■ **Data supplied**

-------

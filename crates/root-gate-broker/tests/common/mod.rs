// crates/root-gate-broker/tests/common/mod.rs
// ============================================================================
// Module: Common Test Utilities
// Description: Shared fakes for root-gate-broker tests.
// Purpose: Provide fault-injectable channels, stores, runners, and audit sinks.
// Dependencies: root-gate-broker, root-gate-core
// ============================================================================

//! ## Overview
//! Fakes that record every interaction so tests can assert on channel opens,
//! bytes written, close counts, store writes, and emitted audit events.

#![allow(
    clippy::panic,
    clippy::print_stdout,
    clippy::print_stderr,
    clippy::unwrap_used,
    clippy::expect_used,
    clippy::use_debug,
    clippy::dbg_macro,
    clippy::panic_in_result_fn,
    clippy::unwrap_in_result,
    reason = "Test-only output and panic-based assertions are permitted."
)]
#![allow(dead_code, reason = "Each test binary uses a different subset of the fakes.")]

use std::io;
use std::path::Path;
use std::path::PathBuf;
use std::sync::Arc;
use std::sync::Mutex;
use std::sync::atomic::AtomicUsize;
use std::sync::atomic::Ordering;

use root_gate_broker::BrokerAuditEvent;
use root_gate_broker::BrokerAuditSink;
use root_gate_broker::BrokerConfig;
use root_gate_broker::BrokerEventKind;
use root_gate_broker::RequestBroker;
use root_gate_core::AutoResponse;
use root_gate_core::ChannelOpener;
use root_gate_core::ChannelTransport;
use root_gate_core::CommandRunner;
use root_gate_core::FixedClock;
use root_gate_core::InMemoryPolicyStore;
use root_gate_core::PackageName;
use root_gate_core::PackageRecord;
use root_gate_core::Policy;
use root_gate_core::PolicyStore;
use root_gate_core::StaticPackageMetadata;
use root_gate_core::StoreError;
use root_gate_core::Uid;

// ============================================================================
// SECTION: Constants
// ============================================================================

/// Fixed clock reading used by broker tests.
pub const NOW: i64 = 1_700_000_000;
/// Package name of the broker itself.
pub const SELF_PACKAGE: &str = "io.rootgate.manager";
/// Uid of the broker's own package.
pub const SELF_UID: u32 = 10_010;
/// Uid of an ordinary terminal app.
pub const TERMINAL_UID: u32 = 10_123;
/// Uid of a second ordinary app.
pub const BACKUP_UID: u32 = 10_456;

// ============================================================================
// SECTION: Channel Fakes
// ============================================================================

/// Shared record of everything done to the channels an opener produced.
#[derive(Default)]
pub struct ChannelLog {
    /// Paths passed to `open`.
    pub opened: Mutex<Vec<PathBuf>>,
    /// Bytes written across all transports.
    pub written: Mutex<Vec<u8>>,
    /// Number of transport closes.
    pub closes: AtomicUsize,
}

impl ChannelLog {
    /// Number of `open` calls.
    pub fn opens(&self) -> usize {
        self.opened.lock().unwrap().len()
    }

    /// Bytes written so far.
    pub fn written(&self) -> Vec<u8> {
        self.written.lock().unwrap().clone()
    }

    /// Number of transport closes so far.
    pub fn closes(&self) -> usize {
        self.closes.load(Ordering::SeqCst)
    }
}

/// Transport that records into a [`ChannelLog`] and can inject faults.
pub struct FakeTransport {
    /// Shared record.
    log: Arc<ChannelLog>,
    /// Fail every write.
    fail_write: bool,
    /// Fail the close.
    fail_close: bool,
}

impl ChannelTransport for FakeTransport {
    fn write_all(&mut self, bytes: &[u8]) -> io::Result<()> {
        if self.fail_write {
            return Err(io::Error::new(io::ErrorKind::BrokenPipe, "reader went away"));
        }
        self.log.written.lock().unwrap().extend_from_slice(bytes);
        Ok(())
    }

    fn flush(&mut self) -> io::Result<()> {
        Ok(())
    }

    fn close(self: Box<Self>) -> io::Result<()> {
        self.log.closes.fetch_add(1, Ordering::SeqCst);
        if self.fail_close {
            return Err(io::Error::other("close failed"));
        }
        Ok(())
    }
}

/// Opener producing [`FakeTransport`] values.
#[derive(Default)]
pub struct FakeOpener {
    /// Shared record.
    pub log: Arc<ChannelLog>,
    /// Fail every open.
    pub fail_open: bool,
    /// Hand out transports whose writes fail.
    pub fail_write: bool,
    /// Hand out transports whose close fails.
    pub fail_close: bool,
}

impl ChannelOpener for FakeOpener {
    fn open(&self, path: &Path) -> io::Result<Box<dyn ChannelTransport>> {
        self.log.opened.lock().unwrap().push(path.to_path_buf());
        if self.fail_open {
            return Err(io::Error::new(io::ErrorKind::NotFound, "no such pipe"));
        }
        Ok(Box::new(FakeTransport {
            log: Arc::clone(&self.log),
            fail_write: self.fail_write,
            fail_close: self.fail_close,
        }))
    }
}

// ============================================================================
// SECTION: Store Fake
// ============================================================================

/// Policy store that records every update and can refuse writes.
#[derive(Default)]
pub struct RecordingStore {
    /// Backing store.
    pub inner: InMemoryPolicyStore,
    /// Every policy passed to `update`.
    pub updates: Mutex<Vec<Policy>>,
    /// Refuse every update.
    pub fail_update: bool,
}

impl RecordingStore {
    /// Policies passed to `update` so far.
    pub fn updates(&self) -> Vec<Policy> {
        self.updates.lock().unwrap().clone()
    }
}

impl PolicyStore for RecordingStore {
    fn get(&self, uid: Uid) -> Result<Option<Policy>, StoreError> {
        self.inner.get(uid)
    }

    fn update(&self, policy: &Policy) -> Result<(), StoreError> {
        self.updates.lock().unwrap().push(*policy);
        if self.fail_update {
            return Err(StoreError::Io("disk full".to_string()));
        }
        self.inner.update(policy)
    }

    fn delete(&self, uid: Uid) -> Result<bool, StoreError> {
        self.inner.delete(uid)
    }

    fn list(&self) -> Result<Vec<Policy>, StoreError> {
        self.inner.list()
    }

    fn prune_expired(&self, now_seconds: i64) -> Result<usize, StoreError> {
        self.inner.prune_expired(now_seconds)
    }
}

// ============================================================================
// SECTION: Command and Audit Fakes
// ============================================================================

/// Command runner that records commands instead of running them.
#[derive(Default)]
pub struct RecordingCommands {
    /// Recorded command lines.
    pub commands: Mutex<Vec<String>>,
}

impl RecordingCommands {
    /// Commands recorded so far.
    pub fn commands(&self) -> Vec<String> {
        self.commands.lock().unwrap().clone()
    }
}

impl CommandRunner for RecordingCommands {
    fn spawn_detached(&self, command: &str) {
        self.commands.lock().unwrap().push(command.to_string());
    }
}

/// Audit sink that keeps events in memory.
#[derive(Default)]
pub struct MemoryAudit {
    /// Recorded events.
    pub events: Mutex<Vec<BrokerAuditEvent>>,
}

impl MemoryAudit {
    /// Kinds of the recorded events, in order.
    pub fn kinds(&self) -> Vec<BrokerEventKind> {
        self.events.lock().unwrap().iter().map(|event| event.kind).collect()
    }
}

impl BrokerAuditSink for MemoryAudit {
    fn record(&self, event: &BrokerAuditEvent) {
        self.events.lock().unwrap().push(event.clone());
    }
}

// ============================================================================
// SECTION: Fixtures
// ============================================================================

/// Creates a package record without shared user data.
pub fn record(uid: u32, name: &str) -> PackageRecord {
    PackageRecord {
        uid: Uid::new(uid),
        package_name: PackageName::new(name),
        shared_user_id: None,
        version_name: None,
    }
}

/// Package table holding the broker itself and two ordinary apps.
pub fn package_table() -> StaticPackageMetadata {
    StaticPackageMetadata::new([
        record(SELF_UID, SELF_PACKAGE),
        record(TERMINAL_UID, "com.example.terminal"),
        record(BACKUP_UID, "com.example.backup"),
    ])
}

/// Package table where the broker shares its uid with a helper package.
pub fn shared_self_table() -> StaticPackageMetadata {
    let shared = |name: &str| PackageRecord {
        shared_user_id: Some("io.rootgate.shared".to_string()),
        ..record(SELF_UID, name)
    };
    StaticPackageMetadata::new([
        shared(SELF_PACKAGE),
        shared("io.rootgate.helper"),
        record(TERMINAL_UID, "com.example.terminal"),
    ])
}

/// All collaborators of a broker under test.
pub struct Harness {
    /// Broker under test.
    pub broker: RequestBroker,
    /// Channel record.
    pub channels: Arc<ChannelLog>,
    /// Policy store.
    pub store: Arc<RecordingStore>,
    /// Command runner.
    pub commands: Arc<RecordingCommands>,
    /// Audit sink.
    pub audit: Arc<MemoryAudit>,
}

/// Builds a broker around the given opener and store.
pub fn harness_with(
    auto_response: AutoResponse,
    opener: FakeOpener,
    store: RecordingStore,
) -> Harness {
    harness_over(auto_response, package_table(), opener, store)
}

/// Builds a broker over an explicit package table.
pub fn harness_over(
    auto_response: AutoResponse,
    packages: StaticPackageMetadata,
    opener: FakeOpener,
    store: RecordingStore,
) -> Harness {
    let channels = Arc::clone(&opener.log);
    let store = Arc::new(store);
    let commands = Arc::new(RecordingCommands::default());
    let audit = Arc::new(MemoryAudit::default());
    let broker = RequestBroker::builder(BrokerConfig {
        self_package: PackageName::new(SELF_PACKAGE),
        auto_response,
    })
    .metadata(Arc::new(packages))
    .store(store.clone())
    .opener(Arc::new(opener))
    .commands(commands.clone())
    .clock(Arc::new(FixedClock(NOW)))
    .audit(audit.clone())
    .build()
    .unwrap();
    Harness {
        broker,
        channels,
        store,
        commands,
        audit,
    }
}

/// Builds a broker with well-behaved fakes.
pub fn harness(auto_response: AutoResponse) -> Harness {
    harness_with(auto_response, FakeOpener::default(), RecordingStore::default())
}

-------

■ **Work task**
Quote the records above exactly, from the first line through the line containing "pub const TERMINAL_UID: u32 = 10_123;", and nothing more.

■ **Finished exercise**
filename crates/root-gate-broker/tests/common/mod.rs
// crates/root-gate-broker/tests/common/mod.rs
// ============================================================================
// Module: Common Test Utilities
// Description: Shared fakes for root-gate-broker tests.
// Purpose: Provide fault-injectable channels, stores, runners, and audit sinks.
// Dependencies: root-gate-broker, root-gate-core
// ============================================================================

//! ## Overview
//! Fakes that record every interaction so tests can assert on channel opens,
//! bytes written, close counts, store writes, and emitted audit events.

#![allow(
    clippy::panic,
    clippy::print_stdout,
    clippy::print_stderr,
    clippy::unwrap_used,
    clippy::expect_used,
    clippy::use_debug,
    clippy::dbg_macro,
    clippy::panic_in_result_fn,
    clippy::unwrap_in_result,
    reason = "Test-only output and panic-based assertions are permitted."
)]
#![allow(dead_code, reason = "Each test binary uses a different subset of the fakes.")]

use std::io;
use std::path::Path;
use std::path::PathBuf;
use std::sync::Arc;
use std::sync::Mutex;
use std::sync::atomic::AtomicUsize;
use std::sync::atomic::Ordering;

use root_gate_broker::BrokerAuditEvent;
use root_gate_broker::BrokerAuditSink;
use root_gate_broker::BrokerConfig;
use root_gate_broker::BrokerEventKind;
use root_gate_broker::RequestBroker;
use root_gate_core::AutoResponse;
use root_gate_core::ChannelOpener;
use root_gate_core::ChannelTransport;
use root_gate_core::CommandRunner;
use root_gate_core::FixedClock;
use root_gate_core::InMemoryPolicyStore;
use root_gate_core::PackageName;
use root_gate_core::PackageRecord;
use root_gate_core::Policy;
use root_gate_core::PolicyStore;
use root_gate_core::StaticPackageMetadata;
use root_gate_core::StoreError;
use root_gate_core::Uid;

// ============================================================================
// SECTION: Constants
// ============================================================================

/// Fixed clock reading used by broker tests.
pub const NOW: i64 = 1_700_000_000;
/// Package name of the broker itself.
pub const SELF_PACKAGE: &str = "io.rootgate.manager";
/// Uid of the broker's own package.
pub const SELF_UID: u32 = 10_010;
/// Uid of an ordinary terminal app.
pub const TERMINAL_UID: u32 = 10_123;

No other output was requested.